Ranked No. 47 in Benefits Canada’s Top 100 Pension Fund Report, the society “firmly stuck to its knitting” during the downturn, a strategy that helped it rebound from 15.5% losses in 2008 to 13.6% gains in 2009, and a 10.8% gain last year, says John Cannell, the society’s chief operating officer.

Before the meltdown, the fund implemented an asset overlay program to rebalance its holdings when the market pushed them too far off the benchmark. “With the 2008 crash, we resisted the temptation to stay out of equities and directed [our advisors] to continue the overlay program, thus moving our equity holdings back to benchmark,” he says.

Staying the course has worked well, but that doesn’t mean that change is out of the question for the fund—whose members include 12,584 active TTC, Amalgamated Transit Union and Greyhound Lines employees and 6,300 pensioners.
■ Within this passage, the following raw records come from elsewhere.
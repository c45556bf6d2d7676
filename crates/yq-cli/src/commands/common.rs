//! Shared utilities for CLI commands

use anyhow::{Context, Result};
use std::fmt;
use std::path::PathBuf;
use yq_core::config::parse_token;
use yq_core::{Config, ConfigLayer, TransactionMode, Version};
use yq_db::PlatformRegistry;
use yq_engine::{EngineError, ErrorKind, MigrationEngine};

use crate::cli::{ConnectionArgs, GlobalArgs, RunArgs};

/// Exit code for configuration and usage errors
pub(crate) const EXIT_CONFIG: i32 = 1;

/// Exit code for a failed migration, verify or maintenance command
pub(crate) const EXIT_FAILED: i32 = 2;

/// Error type representing a non-zero process exit code.
///
/// Use `return Err(ExitCode(N).into())` instead of `std::process::exit(N)`
/// so that RAII destructors run and cleanup happens properly.
#[derive(Debug)]
pub(crate) struct ExitCode(pub(crate) i32);

impl fmt::Display for ExitCode {
    fn fmt(&self, f: &mut fmt::Formatter<'_>) -> fmt::Result {
        // Empty: main prints nothing for this error
        write!(f, "")
    }
}

impl std::error::Error for ExitCode {}

/// Session configuration layer from the global and connection flags
pub(crate) fn session_layer(global: &GlobalArgs, conn: &ConnectionArgs) -> ConfigLayer {
    ConfigLayer {
        platform: conn.platform.clone(),
        connection_string: conn.connection_string.clone(),
        workspace: global.path.clone(),
        meta_schema: conn.meta_schema.clone(),
        meta_table: conn.meta_table.clone(),
        command_timeout: conn.command_timeout,
        ..ConfigLayer::default()
    }
}

/// Session layer for run and verify, which add the migration flags
pub(crate) fn run_layer(global: &GlobalArgs, args: &RunArgs) -> Result<ConfigLayer> {
    let mut layer = session_layer(global, &args.connection);
    if let Some(raw) = &args.target_version {
        layer.target_version = Some(Version::parse(raw).context("Invalid --target-version")?);
    }
    if let Some(raw) = &args.transaction_mode {
        layer.transaction_mode = Some(
            raw.parse::<TransactionMode>()
                .context("Invalid --transaction-mode")?,
        );
    }
    // absent flags must not override lower layers
    layer.auto_create_db = args.autocreate_db.then_some(true);
    layer.continue_after_failure = args.continue_after_failure.then_some(true);
    layer.delimiter = args.delimiter.clone();
    layer.tokens = args
        .tokens
        .iter()
        .map(|raw| parse_token(raw))
        .collect::<Result<_, _>>()
        .context("Invalid --token")?;
    Ok(layer)
}

/// Workspace directory for commands that only touch the filesystem
pub(crate) fn workspace_path(global: &GlobalArgs) -> PathBuf {
    global
        .path
        .clone()
        .or_else(|| std::env::var_os(yq_core::config::env::WORKSPACE).map(PathBuf::from))
        .unwrap_or_else(|| PathBuf::from("."))
}

/// Resolve configuration and build an engine for the configured platform
pub(crate) fn build_engine(layer: ConfigLayer) -> Result<MigrationEngine> {
    let config = Config::discover(layer).context("Failed to load configuration")?;
    log::debug!(
        "Platform '{}', workspace {}",
        config.platform,
        config.workspace.display()
    );
    MigrationEngine::from_registry(config, &PlatformRegistry::with_defaults())
        .map_err(|err| classify(err, "Failed to create engine"))
}

/// Map an engine error onto the process exit code.
///
/// Configuration problems keep exit code 1 through anyhow's chain; anything
/// else is printed here and exits with 2.
pub(crate) fn classify(err: EngineError, action: &str) -> anyhow::Error {
    if err.kind() == ErrorKind::Configuration {
        return anyhow::Error::new(err).context(action.to_string());
    }
    eprintln!("Error: {}: {} ({})", action, err, err.kind());
    if let Some(failure) = err.script_failure() {
        if let Some(statement) = &failure.statement {
            eprintln!("Failed statement:\n{}", statement);
        }
    }
    ExitCode(EXIT_FAILED).into()
}

#[cfg(test)]
#[path = "common_test.rs"]
mod tests;
//! Rebase command implementation

use anyhow::Result;

use crate::cli::{GlobalArgs, RebaseArgs};
use crate::commands::common::{build_engine, classify, session_layer};

/// Execute the rebase command
pub(crate) async fn execute(args: &RebaseArgs, global: &GlobalArgs) -> Result<()> {
    let engine = build_engine(session_layer(global, &args.connection))?;
    let report = engine
        .rebase()
        .await
        .map_err(|err| classify(err, "Rebase failed"))?;

    let versions: Vec<String> = report.consolidated.iter().map(|v| v.to_string()).collect();
    println!("Consolidated {} into v0.00", versions.join(", "));
    for file in &report.baseline_files {
        println!("  v0.00/{}", file);
    }
    println!("Archived originals to {}", report.archive_dir.display());
    Ok(())
}
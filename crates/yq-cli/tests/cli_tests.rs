//! Integration tests for the yuniql binary

use std::fs;
use std::path::Path;
use std::process::Command;
use tempfile::TempDir;

const YUNIQL_ENV: [&str; 9] = [
    "YUNIQL_PLATFORM",
    "YUNIQL_CONNECTION_STRING",
    "YUNIQL_WORKSPACE",
    "YUNIQL_TARGET_VERSION",
    "YUNIQL_META_SCHEMA",
    "YUNIQL_META_TABLE",
    "YUNIQL_COMMAND_TIMEOUT",
    "YUNIQL_TRANSACTION_MODE",
    "YUNIQL_TOKENS",
];

/// Path to the compiled yuniql binary
fn yuniql_bin() -> String {
    env!("CARGO_BIN_EXE_yuniql").to_string()
}

/// Run `yuniql` with a clean YUNIQL_* environment and return
/// (stdout, stderr, exit code).
fn run_yuniql(args: &[&str]) -> (String, String, i32) {
    let mut cmd = Command::new(yuniql_bin());
    for var in YUNIQL_ENV {
        cmd.env_remove(var);
    }
    let output = cmd
        .env("RUST_LOG", "warn")
        .args(args)
        .output()
        .unwrap_or_else(|e| panic!("Failed to execute yuniql with args {:?}: {}", args, e));
    (
        String::from_utf8_lossy(&output.stdout).to_string(),
        String::from_utf8_lossy(&output.stderr).to_string(),
        output.status.code().unwrap_or(-1),
    )
}

fn path_str(path: &Path) -> String {
    path.to_string_lossy().to_string()
}

fn init_workspace() -> TempDir {
    let temp = TempDir::new().unwrap();
    let (_, stderr, code) = run_yuniql(&["init", "-p", &path_str(temp.path())]);
    assert_eq!(code, 0, "init failed: {}", stderr);
    temp
}

#[test]
fn test_init_creates_workspace() {
    let temp = init_workspace();
    for dir in ["_init", "_pre", "_draft", "_post", "_erase", "v0.00"] {
        assert!(temp.path().join(dir).is_dir(), "missing {}", dir);
    }
    assert!(temp.path().join("README.md").is_file());

    let (_, _, code) = run_yuniql(&["init", "-p", &path_str(temp.path())]);
    assert_eq!(code, 0, "init should be idempotent");
}

#[test]
fn test_vnext_creates_next_versions() {
    let temp = init_workspace();
    let ws = path_str(temp.path());

    let (stdout, _, code) = run_yuniql(&["vnext", "-p", &ws]);
    assert_eq!(code, 0);
    assert!(stdout.contains("v0.01"));

    let (_, _, code) = run_yuniql(&["vnext", "-p", &ws, "-M", "-f", "01_tables.sql"]);
    assert_eq!(code, 0);
    assert!(temp.path().join("v1.00/01_tables.sql").is_file());
}

#[test]
fn test_platforms_lists_registry() {
    let (stdout, _, code) = run_yuniql(&["platforms"]);
    assert_eq!(code, 0);
    let names: Vec<&str> = stdout.lines().collect();
    assert!(names.contains(&"duckdb"));
    assert!(names.contains(&"postgresql"));
    assert!(names.contains(&"sqlserver"));
}

#[test]
fn test_run_and_list_against_duckdb_file() {
    let temp = init_workspace();
    let ws = path_str(temp.path());
    let db = path_str(&temp.path().join("app.duckdb"));
    fs::create_dir_all(temp.path().join("v1.00")).unwrap();
    fs::write(
        temp.path().join("v1.00/01_tables.sql"),
        "CREATE TABLE visitor (id INT, name VARCHAR);\nINSERT INTO visitor VALUES (1, '${OWNER}');",
    )
    .unwrap();

    let (stdout, stderr, code) = run_yuniql(&["run", "-p", &ws, "-c", &db, "-a", "-k", "OWNER=ops"]);
    assert_eq!(code, 0, "run failed: {}", stderr);
    assert!(stdout.contains("current version v1.00"));

    let (stdout, _, code) = run_yuniql(&["run", "-p", &ws, "-c", &db]);
    assert_eq!(code, 0);
    assert!(stdout.contains("Database is up to date"));

    let (stdout, stderr, code) = run_yuniql(&["info", "-p", &ws, "-c", &db, "--output", "json"]);
    assert_eq!(code, 0, "list failed: {}", stderr);
    let rows: serde_json::Value = serde_json::from_str(&stdout).unwrap();
    let versions: Vec<&str> = rows
        .as_array()
        .unwrap()
        .iter()
        .map(|r| r["version"].as_str().unwrap())
        .collect();
    assert_eq!(versions, vec!["v0.00", "v1.00"]);
    assert_eq!(rows[1]["status"], "Successful");
}

#[test]
fn test_missing_database_without_autocreate_fails() {
    let temp = init_workspace();
    let ws = path_str(temp.path());
    let db = temp.path().join("absent.duckdb");

    let (_, stderr, code) = run_yuniql(&["run", "-p", &ws, "-c", &path_str(&db)]);
    assert_eq!(code, 2);
    assert!(stderr.contains("absent"), "stderr: {}", stderr);
    assert!(!db.exists());
}

#[test]
fn test_missing_connection_string_is_a_configuration_error() {
    let temp = init_workspace();
    let (_, stderr, code) = run_yuniql(&["run", "-p", &path_str(temp.path())]);
    assert_eq!(code, 1);
    assert!(stderr.contains("connection string"), "stderr: {}", stderr);
}

#[test]
fn test_unknown_platform_is_a_configuration_error() {
    let temp = init_workspace();
    let (_, stderr, code) = run_yuniql(&[
        "run",
        "-p",
        &path_str(temp.path()),
        "--platform",
        "db2",
        "-c",
        "x",
    ]);
    assert_eq!(code, 1);
    assert!(stderr.contains("db2"), "stderr: {}", stderr);
}

#[test]
fn test_failing_script_exits_with_two_and_is_listed() {
    let temp = init_workspace();
    let ws = path_str(temp.path());
    let db = path_str(&temp.path().join("app.duckdb"));
    fs::create_dir_all(temp.path().join("v1.00")).unwrap();
    fs::write(
        temp.path().join("v1.00/01_bad.sql"),
        "SELECT * FROM missing_table;",
    )
    .unwrap();

    let (_, stderr, code) = run_yuniql(&["run", "-p", &ws, "-c", &db, "-a"]);
    assert_eq!(code, 2);
    assert!(stderr.contains("v1.00/01_bad.sql"), "stderr: {}", stderr);

    let (stdout, _, code) = run_yuniql(&["list", "-p", &ws, "-c", &db]);
    assert_eq!(code, 0);
    assert!(stdout.contains("Failed"));
    assert!(stdout.contains("failed at v1.00/01_bad.sql"));
}

#[test]
fn test_verify_leaves_database_unchanged() {
    let temp = init_workspace();
    let ws = path_str(temp.path());
    let db = path_str(&temp.path().join("app.duckdb"));
    fs::create_dir_all(temp.path().join("v1.00")).unwrap();
    fs::write(temp.path().join("v1.00/01.sql"), "CREATE TABLE t (id INT);").unwrap();

    let (_, _, code) = run_yuniql(&["run", "-p", &ws, "-c", &db, "-t", "v0.00", "-a"]);
    assert_eq!(code, 0);

    let (stdout, stderr, code) = run_yuniql(&["verify", "-p", &ws, "-c", &db]);
    assert_eq!(code, 0, "verify failed: {}", stderr);
    assert!(stdout.contains("nothing was committed"));

    let (stdout, _, _) = run_yuniql(&["list", "-p", &ws, "-c", &db, "--output", "json"]);
    let rows: serde_json::Value = serde_json::from_str(&stdout).unwrap();
    assert_eq!(rows.as_array().unwrap().len(), 1);
}
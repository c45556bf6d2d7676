//! yq-engine - Migration engine for yuniql
//!
//! [`MigrationEngine`] resolves pending workspace versions against the
//! metadata table of one database and applies them in order, with
//! per-session, per-version or no transactions. It also runs the `_erase`
//! bucket and consolidates applied history into a new baseline.

pub mod engine;
pub mod error;
mod executor;
mod maintenance;
pub mod report;

pub use engine::{platform_options, MigrationEngine, TOOL_NAME, TOOL_VERSION};
pub use error::{EngineError, EngineResult, ErrorKind, ScriptFailure};
pub use report::{AppliedVersion, EngineState, EraseReport, RebaseReport, RunReport};
//! Script execution on one open connection

use crate::error::{EngineError, EngineResult, ScriptFailure};
use yq_core::{ScriptFile, ScriptKind, Version};
use yq_db::{DbConnection, DbError, PlatformDataService};
use yq_sql::tokens::{replace, unresolved};
use yq_sql::has_executable_content;

/// A script together with the workspace-relative path used in logs and
/// metadata rows (`v1.00/01_tables.sql`, `_post/grants.sql`)
#[derive(Debug, Clone)]
pub(crate) struct PlannedScript {
    pub(crate) display: String,
    pub(crate) file: ScriptFile,
}

impl PlannedScript {
    pub(crate) fn new(prefix: &str, file: ScriptFile) -> Self {
        Self {
            display: format!("{}/{}", prefix, file.relative_path),
            file,
        }
    }
}

/// Runs scripts on a connection the caller owns; never begins, commits or
/// rolls back on its own.
pub(crate) struct ScriptRunner<'a> {
    service: &'a dyn PlatformDataService,
    conn: &'a dyn DbConnection,
    tokens: &'a [(String, String)],
}

impl<'a> ScriptRunner<'a> {
    pub(crate) fn new(
        service: &'a dyn PlatformDataService,
        conn: &'a dyn DbConnection,
        tokens: &'a [(String, String)],
    ) -> Self {
        Self {
            service,
            conn,
            tokens,
        }
    }

    /// Execute one script, returning the number of batches sent.
    pub(crate) async fn run(
        &self,
        version: Option<Version>,
        script: &PlannedScript,
    ) -> EngineResult<usize> {
        let batches = match &script.file.kind {
            ScriptKind::Sql => self.run_sql(version, script).await?,
            ScriptKind::BulkCsv { schema, table } => {
                let loaded = self
                    .conn
                    .bulk_import(&script.file.path, schema.as_deref(), table)
                    .await
                    .map_err(|error| failed(version, script, None, None, error))?;
                log::debug!("Loaded {} row(s) into {}", loaded, table);
                1
            }
        };
        log::info!("Executed {} ({} batch(es))", script.display, batches);
        Ok(batches)
    }

    async fn run_sql(&self, version: Option<Version>, script: &PlannedScript) -> EngineResult<usize> {
        let raw = script.file.read()?;
        let sql = replace(self.tokens, &raw);
        let missing = unresolved(&sql);
        if !missing.is_empty() {
            log::warn!(
                "{}: no value for token(s) {}",
                script.display,
                missing.join(", ")
            );
        }

        let mut executed = 0;
        for (idx, batch) in self.service.break_statements(&sql).into_iter().enumerate() {
            let batch_no = idx as u32 + 1;
            if !has_executable_content(&batch) {
                log::trace!("{}: batch {} has nothing to execute", script.display, batch_no);
                continue;
            }
            log::debug!("{}: executing batch {}", script.display, batch_no);
            if let Err(error) = self.conn.execute(&batch).await {
                return Err(failed(version, script, Some(batch), Some(batch_no), error));
            }
            executed += 1;
        }
        Ok(executed)
    }
}

fn failed(
    version: Option<Version>,
    script: &PlannedScript,
    statement: Option<String>,
    batch_no: Option<u32>,
    error: DbError,
) -> EngineError {
    EngineError::ScriptFailed(Box::new(ScriptFailure {
        version,
        script: script.display.clone(),
        statement,
        batch_no,
        error,
    }))
}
At present, the society is looking to different asset classes for a possible new direction.

“We made little change in 2010, but we’re in the process of investigating various new asset classes,” Cannell says. “We’ve been into infrastructure for a couple of years. We’ve been into real estate for a couple of years. But we have not done private equity yet.”

Looking for more
Despite a “satisfactory” performance over the past year, the fund still faces challenges: right now, it has a simultaneous solvency shortfall and a going-concern surplus of roughly $100 million. The shortfall might mean higher contributions—of approximately $50 million—for the commission and fund members over a 10-year period. At present, the society is asking for a solvency funding exemption from provincial regulators.

Yet another switch could help. The plan earned new status as a jointly sponsored pension plan (JSPP) in June, a move that could bolster its case for exemption, since an exemption has already been granted to other JSPPs such as OMERS and the Ontario Teachers’ Pension Plan.

That shift won’t mean major changes for members, says Cannell. Along with actuarial funding, “The setting of contribution rates will be removed from the collective bargaining process,” he says. “Those are really the main differences.”

And, despite the payoff of a tried-and-true approach, the fund’s asset mix may look different in the coming year as the society revisits allocations. “We’ll be looking at a complete re-examination of our asset allocations, so we’ll be doing an asset liability study in the not too distant future,” he says.